Waltzes I Have Not Forgotten
by Bernadette Gabay Dyer
Category: Fiction / General
218 pages; ISBN: 0889614431
Rating: 8/10 (Ratings explained)
Reviewer: Norman Goldman
Author Bernadette Gabay Dyer offers us a novel about a young man conceived out of a rape between a Black woman and a white man in Jamaica, West Indies.
John Moneague, who is at the center of Dyer’s novel, Waltzes I Have Not Forgotten, recounts his life story from the moment he is born in the back streets of Kingston, Jamaica at the turn of the last century and the subsequent stages of his life.
As he states in his introduction, history will recount the earthquakes and hurricanes that occurred in Jamaica, “but it will not record the riveting circumstances of my birth, in the back streets of Kingston, or my subsequent life.”
After his mother is murdered, John comes under the guardianship of a Chinese woman, Madam Hung Chin, where John learns to speak Hakka, a Chinese dialect.
Sadly, Madame Chin dies and John moves in with an American woman, Fiona Shaw, who makes sure that John receives a proper education.
Unfortunately, Ms. Shaw is obliged to return to the USA, and John becomes the adopted son of Jewish couple, the Meitners, although his adoption was never legally formalized.
While living with the Meitners, John becomes embroiled in the Meitners’ noble cause of saving European Jewry from the terrible hardships they had been incurring prior to and up to the holocaust. Eventually, the Meitners are obliged to leave Jamaica for London, England with John and members of their household. Once in England, the Meitners continue carrying out their heroic and clandestine work.
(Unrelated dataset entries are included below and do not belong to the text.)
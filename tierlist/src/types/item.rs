//! Media items: the cards placed on a board and returned by search.

use super::ids::ItemId;
use serde::{Deserialize, Serialize};
use std::collections::BTreeMap;
use std::fmt;
use std::str::FromStr;

/// The closed set of catalog entry kinds
#[derive(Debug, Clone, Copy, PartialEq, Eq, Hash, PartialOrd, Ord, Serialize, Deserialize)]
#[serde(rename_all = "snake_case")]
pub enum MediaType {
    Album,
    Artist,
    Song,
}

impl MediaType {
    pub const ALL: [MediaType; 3] = [MediaType::Album, MediaType::Artist, MediaType::Song];

    pub fn as_str(&self) -> &'static str {
        match self {
            Self::Album => "album",
            Self::Artist => "artist",
            Self::Song => "song",
        }
    }

    /// Structured facets the catalog understands for this type
    pub fn facets(&self) -> &'static [&'static str] {
        match self {
            Self::Album => &["genre", "release_type"],
            Self::Artist => &["genre", "country"],
            Self::Song => &["genre"],
        }
    }

    pub fn supports_facet(&self, facet: &str) -> bool {
        self.facets().contains(&facet)
    }
}

impl fmt::Display for MediaType {
    fn fmt(&self, f: &mut fmt::Formatter<'_>) -> fmt::Result {
        f.write_str(self.as_str())
    }
}

impl FromStr for MediaType {
    type Err = String;

    fn from_str(s: &str) -> Result<Self, Self::Err> {
        match s.to_ascii_lowercase().as_str() {
            "album" => Ok(Self::Album),
            "artist" => Ok(Self::Artist),
            "song" => Ok(Self::Song),
            other => Err(format!("unknown media type '{other}'")),
        }
    }
}

/// Deep metadata fetched lazily from the catalog's details endpoint
#[derive(Debug, Clone, Default, PartialEq, Serialize, Deserialize)]
#[serde(rename_all = "camelCase")]
pub struct ItemDetails {
    #[serde(default, skip_serializing_if = "Option::is_none")]
    pub description: Option<String>,
    #[serde(default, skip_serializing_if = "Vec::is_empty")]
    pub genres: Vec<String>,
    #[serde(default, skip_serializing_if = "Vec::is_empty")]
    pub tracks: Vec<String>,
    #[serde(default, skip_serializing_if = "Option::is_none")]
    pub duration_seconds: Option<u32>,
    #[serde(default, skip_serializing_if = "BTreeMap::is_empty")]
    pub links: BTreeMap<String, String>,
}

/// A single catalog entry.
///
/// Secondary fields depend on the type: albums and songs carry `artist`,
/// songs also carry `album`, artists may carry a `disambiguation`.
#[derive(Debug, Clone, PartialEq, Serialize, Deserialize)]
#[serde(rename_all = "camelCase")]
pub struct MediaItem {
    pub id: ItemId,
    #[serde(rename = "type")]
    pub media_type: MediaType,
    pub title: String,
    #[serde(default, skip_serializing_if = "Option::is_none")]
    pub artist: Option<String>,
    #[serde(default, skip_serializing_if = "Option::is_none")]
    pub album: Option<String>,
    #[serde(default, skip_serializing_if = "Option::is_none")]
    pub disambiguation: Option<String>,
    #[serde(default, skip_serializing_if = "Option::is_none")]
    pub year: Option<i32>,
    #[serde(default, skip_serializing_if = "Option::is_none")]
    pub image_url: Option<String>,
    #[serde(default, skip_serializing_if = "Option::is_none")]
    pub details: Option<ItemDetails>,
}

impl MediaItem {
    pub fn new(id: impl Into<ItemId>, media_type: MediaType, title: impl Into<String>) -> Self {
        Self {
            id: id.into(),
            media_type,
            title: title.into(),
            artist: None,
            album: None,
            disambiguation: None,
            year: None,
            image_url: None,
            details: None,
        }
    }

    pub fn with_artist(mut self, artist: impl Into<String>) -> Self {
        self.artist = Some(artist.into());
        self
    }

    pub fn with_album(mut self, album: impl Into<String>) -> Self {
        self.album = Some(album.into());
        self
    }

    pub fn with_year(mut self, year: i32) -> Self {
        self.year = Some(year);
        self
    }

    pub fn with_image(mut self, url: impl Into<String>) -> Self {
        self.image_url = Some(url.into());
        self
    }

    pub fn with_details(mut self, details: ItemDetails) -> Self {
        self.details = Some(details);
        self
    }

    /// True once deep details have been fetched
    pub fn is_enriched(&self) -> bool {
        self.details.is_some()
    }

    /// One-line secondary label for display
    pub fn subtitle(&self) -> Option<String> {
        match self.media_type {
            MediaType::Album => self.artist.clone(),
            MediaType::Song => match (&self.artist, &self.album) {
                (Some(artist), Some(album)) => Some(format!("{artist} · {album}")),
                (Some(artist), None) => Some(artist.clone()),
                (None, album) => album.clone(),
            },
            MediaType::Artist => self.disambiguation.clone(),
        }
    }
}

/// Partial update for a [`MediaItem`]. Absent fields are left untouched.
#[derive(Debug, Clone, Default, PartialEq, Serialize, Deserialize)]
#[serde(rename_all = "camelCase")]
pub struct ItemPatch {
    #[serde(default, skip_serializing_if = "Option::is_none")]
    pub title: Option<String>,
    #[serde(default, skip_serializing_if = "Option::is_none")]
    pub artist: Option<String>,
    #[serde(default, skip_serializing_if = "Option::is_none")]
    pub album: Option<String>,
    #[serde(default, skip_serializing_if = "Option::is_none")]
    pub disambiguation: Option<String>,
    #[serde(default, skip_serializing_if = "Option::is_none")]
    pub year: Option<i32>,
    #[serde(default, skip_serializing_if = "Option::is_none")]
    pub image_url: Option<String>,
    #[serde(default, skip_serializing_if = "Option::is_none")]
    pub details: Option<ItemDetails>,
}

impl ItemPatch {
    pub fn title(title: impl Into<String>) -> Self {
        Self {
            title: Some(title.into()),
            ..Self::default()
        }
    }

    pub fn details(details: ItemDetails) -> Self {
        Self {
            details: Some(details),
            ..Self::default()
        }
    }

    /// Patch carrying every populated field of `item` (ids and type excluded)
    pub fn from_item(item: &MediaItem) -> Self {
        Self {
            title: Some(item.title.clone()).filter(|t| !t.is_empty()),
            artist: item.artist.clone(),
            album: item.album.clone(),
            disambiguation: item.disambiguation.clone(),
            year: item.year,
            image_url: item.image_url.clone(),
            details: item.details.clone(),
        }
    }
}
One of the principal difficulties encountered by many writers transcending genre is adapting to a new literary environment.
Dyer is best known for her short-fiction, playwriting and poetry skills. This is Dyer’s first novel, and although she has a knack of telling a good story, I did detect some weaknesses in fully developing her characters and story.
At times, I felt that there was a lack of good drama, particularly the scenes where the principal protagonist was carrying out some very dangerous tasks. I also felt that the struggles of the supporting characters as well as the main protagonist were not as vivid as they should have been.